Tests only serve to help, to indicate traces and the superficial profile of the children. They are data from a whole. To watch a potential talent has always been very attractive to me. That which is different in a child makes him/her unique, among many, that’s what matters, not that which equals him/her with the rest, making him/her ordinary. Perhaps this is my tendency for being from the area of the arts. The artist wants to be unique and he/she has that right, especially for having to, at any given moment, take chances. He/she risks his/her reputation and creativity every time he/she exposes him/herself, for to him/her what matters are the work’s communication and the emotion “gushing out” that the work engenders in people.
It is known that learning can take place in many different ways. With or without test results, children learn and astonish. The teacher and the parents must remain very alert in observing the children. The settings in the classroom and inside the family home change rapidly and are not traditional, comfortable day-to-day environments anymore; those that the parents and most teachers are used to dealing with. It is necessary to update what is known on children starting from their habits, from the speed at which facts are taking place and being communicated to them, through family, modern communication means, and school.
In learning, to memorize facts and collect data are not guarantees that the children will be motivated to learn. If they memorize, it is because they did it for other reasons, such as via action followed by the conscience of the action, and by means of the use of contents in some task that interests them. In the gathering of data and its preservation, the computer performs this task better than all the students put together, with the help of the teacher and all. Since the facts are all stored for consulting, it is not needed that the children pile up, in an automatic fashion, the data in order to learn. It is known today that children no longer learn through repetition, they do so through internal motivation. And, aided by the augment of new technologies, they search for facts, and it is their curiosities that assure learning. What the teacher needs to do is help them use the data they find in midst of this curious pursuit.
Nowadays, learning occurs in a dynamic manner, with students building their knowledge from whatever calls their attention, starting from their own rhythm and interests. They ask and search for the answer, go back and check with the teacher the results, and create individual projects and develop hypotheses on the direction they want to give to their knowledge’s production. The teacher’s role is to orientate them so that they don’t abandon their projects, at their different stages, aiding them to move on, with persistence to achieve the goals at hand. The teacher will help them think, will suggest new solutions for the problems in question, seek new facts to support the discoveries in the process and above all, help them so that they develop the capacity to synthesize, criticize, analyze and seek success.
The children must be aided by the teacher in the art of recognizing the best ways of thinking, in order to strengthen their own styles of finding things out. It is preferred to observe the contents that are being learned and utilized by the kids and evaluate them in their strong points, talents and styles of learning. We must also take into account their weaknesses, the experiences they bring from the settings they live in and, moreover, what they do with their spare time.

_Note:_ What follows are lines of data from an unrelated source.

//! Remote market API: transport abstraction, wire DTOs and typed calls.
//!
//! Every payload is validated against its DTO before it is cached, so a
//! malformed response surfaces as `ClientError::Schema` and never poisons the cache.

use std::sync::Arc;
use std::time::Duration;

use async_trait::async_trait;
use chrono::NaiveDate;
use serde::de::DeserializeOwned;
use serde::{Deserialize, Serialize};
use serde_json::{json, Value};
use url::Url;

use sectorpulse_core::{
    normalize_sector_id, normalize_symbol, DailyPoint, MetricMap, RankedTicker, SectorDefinition,
    TickerMetric,
};

use crate::cache::ResponseCache;
use crate::error::ClientError;
use crate::orchestrator::TaskSource;

pub const SECTORS_VOLUME_PATH: &str = "/metrics/sectors/volume";
pub const SECTORS_RALPH_PATH: &str = "/metrics/sectors/ralph";
pub const HEALTH_SNAPSHOT_PATH: &str = "/health/snapshot";

/// Longest error body echoed back in `ClientError::Http`.
const MAX_ERROR_BODY: usize = 300;

// ── Transport ────────────────────────────────────────────────────────

/// Raw JSON over HTTP. Paths include any query string.
#[async_trait]
pub trait Transport: Send + Sync {
    /// Base URL without a trailing slash. Cache keys are `base_url + path`.
    fn base_url(&self) -> &str;
    async fn get_json(&self, path: &str) -> Result<Value, ClientError>;
    async fn post_json(&self, path: &str, body: Value) -> Result<Value, ClientError>;
    async fn delete_json(&self, path: &str) -> Result<Value, ClientError>;
}

pub struct HttpTransport {
    client: reqwest::Client,
    base_url: String,
}

impl HttpTransport {
    pub fn new(base_url: &str, timeout: Duration) -> Result<Self, ClientError> {
        let parsed = Url::parse(base_url)
            .map_err(|e| ClientError::InvalidRequest(format!("base url '{base_url}': {e}")))?;
        let client = reqwest::Client::builder()
            .timeout(timeout)
            .user_agent(concat!("sectorpulse/", env!("CARGO_PKG_VERSION")))
            .build()?;
        Ok(Self {
            client,
            base_url: parsed.as_str().trim_end_matches('/').to_string(),
        })
    }

    fn url(&self, path: &str) -> String {
        format!("{}{}", self.base_url, path)
    }

    async fn send(&self, request: reqwest::RequestBuilder) -> Result<Value, ClientError> {
        let response = request.send().await?;
        let status = response.status();
        if !status.is_success() {
            let body = response.text().await.unwrap_or_default();
            return Err(ClientError::Http {
                status: status.as_u16(),
                message: error_detail(&body),
            });
        }
        let text = response.text().await?;
        if text.trim().is_empty() {
            return Ok(Value::Null);
        }
        Ok(serde_json::from_str(&text)?)
    }
}

#[async_trait]
impl Transport for HttpTransport {
    fn base_url(&self) -> &str {
        &self.base_url
    }

    async fn get_json(&self, path: &str) -> Result<Value, ClientError> {
        tracing::debug!(path, "GET");
        self.send(self.client.get(self.url(path))).await
    }

    async fn post_json(&self, path: &str, body: Value) -> Result<Value, ClientError> {
        tracing::debug!(path, "POST");
        self.send(self.client.post(self.url(path)).json(&body)).await
    }

    async fn delete_json(&self, path: &str) -> Result<Value, ClientError> {
        tracing::debug!(path, "DELETE");
        self.send(self.client.delete(self.url(path))).await
    }
}

/// Human-readable message from an error body: `{"detail": ...}` when present,
/// otherwise the (truncated) raw text.
fn error_detail(body: &str) -> String {
    if let Ok(Value::Object(map)) = serde_json::from_str::<Value>(body) {
        match map.get("detail") {
            Some(Value::String(s)) => return s.clone(),
            Some(other) => return other.to_string(),
            None => {}
        }
    }
    let trimmed = body.trim();
    match trimmed.char_indices().nth(MAX_ERROR_BODY) {
        Some((idx, _)) => format!("{}…", &trimmed[..idx]),
        None => trimmed.to_string(),
    }
}

// ── Wire DTOs ────────────────────────────────────────────────────────

#[derive(Debug, Clone, PartialEq, Serialize, Deserialize)]
pub struct DailyMetricDto {
    pub date: NaiveDate,
    #[serde(default)]
    pub close: Option<f64>,
    #[serde(default)]
    pub volume: Option<f64>,
    #[serde(default, rename = "dollarVolume", alias = "dollar_volume")]
    pub dollar_volume: Option<f64>,
}

#[derive(Debug, Clone, PartialEq, Serialize, Deserialize)]
pub struct TickerMetricDto {
    #[serde(alias = "symbol")]
    pub ticker: String,
    #[serde(default, rename = "change1d")]
    pub change_1d: Option<f64>,
    #[serde(default, rename = "relVol10")]
    pub rel_vol_10: Option<f64>,
    #[serde(default, rename = "dollarVolToday")]
    pub dollar_vol_today: Option<f64>,
    #[serde(default, rename = "avgDollarVol10")]
    pub avg_dollar_vol_10: Option<f64>,
    #[serde(default, rename = "lastUpdated")]
    pub last_updated: Option<String>,
    #[serde(default)]
    pub inactive: bool,
    #[serde(default)]
    pub history: Vec<DailyMetricDto>,
}

#[derive(Debug, Clone, PartialEq, Serialize, Deserialize)]
pub struct LeaderDto {
    pub ticker: String,
    #[serde(default, rename = "relVol10")]
    pub rel_vol_10: Option<f64>,
    #[serde(default, rename = "change1d")]
    pub change_1d: Option<f64>,
}

/// One sector from the volume snapshot. Server aggregates are informational; the
/// client recomputes its own from `members_detail`.
#[derive(Debug, Clone, PartialEq, Serialize, Deserialize)]
pub struct SectorVolumeDto {
    pub id: String,
    pub name: String,
    #[serde(default)]
    pub members: Vec<String>,
    #[serde(default, rename = "relVol10_median")]
    pub rel_vol_10_median: Option<f64>,
    #[serde(default, rename = "dollarVol_today_sum")]
    pub dollar_vol_today_sum: Option<f64>,
    #[serde(default, rename = "avgDollarVol10_sum")]
    pub avg_dollar_vol_10_sum: Option<f64>,
    #[serde(default, rename = "change1d_median")]
    pub change_1d_median: Option<f64>,
    #[serde(default)]
    pub leaders: Vec<LeaderDto>,
    #[serde(default, rename = "lastUpdated")]
    pub last_updated: Option<String>,
    #[serde(default)]
    pub members_detail: Vec<TickerMetricDto>,
}

#[derive(Debug, Clone, PartialEq, Serialize, Deserialize)]
pub struct RalphRowDto {
    #[serde(alias = "symbol")]
    pub ticker: String,
    #[serde(default, rename = "sectorId")]
    pub sector_id: Option<String>,
    #[serde(default, rename = "sectorName", alias = "sector")]
    pub sector_name: Option<String>,
    #[serde(default)]
    pub score: Option<f64>,
    #[serde(default, rename = "pctOffHigh")]
    pub pct_off_high: Option<f64>,
    #[serde(default, rename = "gainToHigh")]
    pub gain_to_high: Option<f64>,
    #[serde(default, rename = "pctGainYtd")]
    pub pct_gain_ytd: Option<f64>,
    #[serde(default, rename = "change1d")]
    pub change_1d: Option<f64>,
    #[serde(default, rename = "relVol10")]
    pub rel_vol_10: Option<f64>,
    #[serde(default, rename = "dollarVolume")]
    pub dollar_volume: Option<f64>,
    #[serde(default, alias = "spark")]
    pub sparkline: Vec<f64>,
}

#[derive(Debug, Clone, PartialEq, Serialize, Deserialize)]
pub struct HealthSnapshot {
    #[serde(default, rename = "asOfDate")]
    pub as_of_date: Option<String>,
    #[serde(default, rename = "asOfTime")]
    pub as_of_time: Option<String>,
    #[serde(default, rename = "sectors_count")]
    pub sector_count: usize,
    #[serde(default, rename = "members_count")]
    pub ticker_count: usize,
    pub stale: bool,
}

#[derive(Debug, Clone, PartialEq, Serialize, Deserialize)]
pub struct TaskAccepted {
    pub task_id: String,
}

#[derive(Debug, Clone, Copy, PartialEq, Eq, Serialize, Deserialize)]
#[serde(rename_all = "lowercase")]
pub enum TaskStatus {
    Queued,
    Running,
    Succeeded,
    Failed,
}

impl TaskStatus {
    pub fn is_terminal(&self) -> bool {
        matches!(self, TaskStatus::Succeeded | TaskStatus::Failed)
    }
}

#[derive(Debug, Clone, PartialEq, Serialize, Deserialize)]
pub struct TaskRecord {
    pub id: String,
    pub status: TaskStatus,
    #[serde(default)]
    pub message: Option<String>,
    #[serde(default)]
    pub meta: Value,
}

// ── Conversions ──────────────────────────────────────────────────────

impl From<DailyMetricDto> for DailyPoint {
    fn from(d: DailyMetricDto) -> Self {
        DailyPoint {
            date: d.date,
            close: d.close,
            volume: d.volume,
            dollar_volume: d.dollar_volume,
        }
    }
}

impl TickerMetricDto {
    /// Convert to a domain metric, normalizing the symbol.
    pub fn into_metric(self) -> Result<TickerMetric, ClientError> {
        Ok(TickerMetric {
            symbol: normalize_symbol(&self.ticker)?,
            change_1d: self.change_1d,
            rel_vol_10: self.rel_vol_10,
            dollar_vol_today: self.dollar_vol_today,
            avg_dollar_vol_10: self.avg_dollar_vol_10,
            last_updated: self.last_updated,
            inactive: self.inactive,
            history: self.history.into_iter().map(DailyPoint::from).collect(),
        })
    }
}

impl From<RalphRowDto> for RankedTicker {
    fn from(r: RalphRowDto) -> Self {
        RankedTicker {
            symbol: r.ticker.trim().to_ascii_uppercase(),
            sector_id: r.sector_id,
            sector_name: r.sector_name,
            score: r.score,
            pct_off_high: r.pct_off_high,
            gain_to_high: r.gain_to_high,
            pct_gain_ytd: r.pct_gain_ytd,
            change_1d: r.change_1d,
            rel_vol_10: r.rel_vol_10,
            dollar_volume: r.dollar_volume,
            sparkline: r.sparkline,
        }
    }
}

/// Symbol → metric map across every sector's member detail. Members with an
/// unusable symbol are skipped.
pub fn metric_map(sectors: &[SectorVolumeDto]) -> MetricMap {
    let mut map = MetricMap::new();
    for detail in sectors.iter().flat_map(|s| s.members_detail.iter()) {
        match detail.clone().into_metric() {
            Ok(metric) => {
                map.entry(metric.symbol.clone()).or_insert(metric);
            }
            Err(e) => tracing::warn!(ticker = %detail.ticker, error = %e, "skipping member metric"),
        }
    }
    map
}

// ── Typed API ────────────────────────────────────────────────────────

/// Whether a GET may be served from the response cache.
#[derive(Debug, Clone, Copy, PartialEq, Eq, Default)]
pub enum Freshness {
    #[default]
    Cached,
    NoCache,
}

/// Typed calls over a `Transport`, with GETs routed through the response cache.
#[derive(Clone)]
pub struct MarketApi {
    transport: Arc<dyn Transport>,
    cache: ResponseCache,
}

impl MarketApi {
    pub fn new(transport: Arc<dyn Transport>, cache: ResponseCache) -> Self {
        Self { transport, cache }
    }

    pub fn cache(&self) -> &ResponseCache {
        &self.cache
    }

    pub fn base_url(&self) -> &str {
        self.transport.base_url()
    }

    pub fn cache_key(&self, path: &str) -> String {
        format!("{}{}", self.transport.base_url(), path)
    }

    /// Path for the volume snapshot, carrying the client's definitions when given.
    pub fn sectors_volume_path(definitions: &[SectorDefinition]) -> Result<String, ClientError> {
        if definitions.is_empty() {
            return Ok(SECTORS_VOLUME_PATH.to_string());
        }
        let payload = serde_json::to_string(&json!({ "sectors": definitions }))?;
        let encoded: String = url::form_urlencoded::byte_serialize(payload.as_bytes()).collect();
        Ok(format!("{SECTORS_VOLUME_PATH}?payload={encoded}"))
    }

    async fn fetch<T>(&self, path: String, freshness: Freshness) -> Result<T, ClientError>
    where
        T: DeserializeOwned + Send + 'static,
    {
        let key = self.cache_key(&path);
        let transport = Arc::clone(&self.transport);
        let fetcher = move || async move {
            let value = transport.get_json(&path).await?;
            serde_json::from_value::<T>(value.clone())?;
            Ok::<Value, ClientError>(value)
        };
        let value = match freshness {
            Freshness::Cached => self.cache.get(&key, fetcher).await?,
            Freshness::NoCache => self.cache.get_fresh(&key, fetcher).await?,
        };
        Ok(serde_json::from_value(value)?)
    }

    pub async fn sectors_volume(
        &self,
        definitions: &[SectorDefinition],
        freshness: Freshness,
    ) -> Result<Vec<SectorVolumeDto>, ClientError> {
        let path = Self::sectors_volume_path(definitions)?;
        self.fetch(path, freshness).await
    }

    pub async fn ralph(&self, freshness: Freshness) -> Result<Vec<RankedTicker>, ClientError> {
        let rows: Vec<RalphRowDto> = self.fetch(SECTORS_RALPH_PATH.to_string(), freshness).await?;
        Ok(rows.into_iter().map(RankedTicker::from).collect())
    }

    pub async fn health(&self, freshness: Freshness) -> Result<HealthSnapshot, ClientError> {
        self.fetch(HEALTH_SNAPSHOT_PATH.to_string(), freshness).await
    }

    /// Start adding `symbol` to a sector. Returns the server task id.
    pub async fn add_ticker(&self, sector_id: &str, symbol: &str) -> Result<String, ClientError> {
        let sector_id = normalize_sector_id(sector_id)?;
        let symbol = normalize_symbol(symbol)?;
        let body = self
            .transport
            .post_json(&format!("/sectors/{sector_id}/tickers"), json!({ "symbol": symbol }))
            .await?;
        accepted(body)
    }

    pub async fn remove_ticker(&self, sector_id: &str, symbol: &str) -> Result<String, ClientError> {
        let sector_id = normalize_sector_id(sector_id)?;
        let symbol = normalize_symbol(symbol)?;
        let body = self
            .transport
            .delete_json(&format!(
                "/sectors/{sector_id}/tickers/{}",
                encode_segment(&symbol)
            ))
            .await?;
        accepted(body)
    }

    pub async fn create_sector(&self, definition: &SectorDefinition) -> Result<String, ClientError> {
        let body = self
            .transport
            .post_json(
                "/sectors",
                json!({
                    "id": definition.id,
                    "name": definition.name,
                    "tickers": definition.tickers,
                }),
            )
            .await?;
        accepted(body)
    }

    /// Current state of a server task. Never cached.
    pub async fn task(&self, task_id: &str) -> Result<TaskRecord, ClientError> {
        let body = self
            .transport
            .get_json(&format!("/tasks/{}", encode_segment(task_id)))
            .await?;
        Ok(serde_json::from_value(body)?)
    }
}

#[async_trait]
impl TaskSource for MarketApi {
    async fn task_status(&self, task_id: &str) -> Result<TaskRecord, ClientError> {
        self.task(task_id).await
    }
}

fn accepted(body: Value) -> Result<String, ClientError> {
    let accepted: TaskAccepted = serde_json::from_value(body)?;
    Ok(accepted.task_id)
}

fn encode_segment(segment: &str) -> String {
    url::form_urlencoded::byte_serialize(segment.as_bytes()).collect()
}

It is necessary to take control and get to really know the children and the teacher must not be afraid to approach them, seeing them as developing human beings. Children are not defined and described as results of one or more tests. They must be defined from what we perceive of them, and we must step out from our selfishness to value them, much more than we’ve done lately. We must understand them in their desires, motivations, fears and objectives.
It is crucial that the teacher steps down from his/her pedestal, approach the children’s families and get involved with their future. A child can no longer be just another filled seat in the classroom.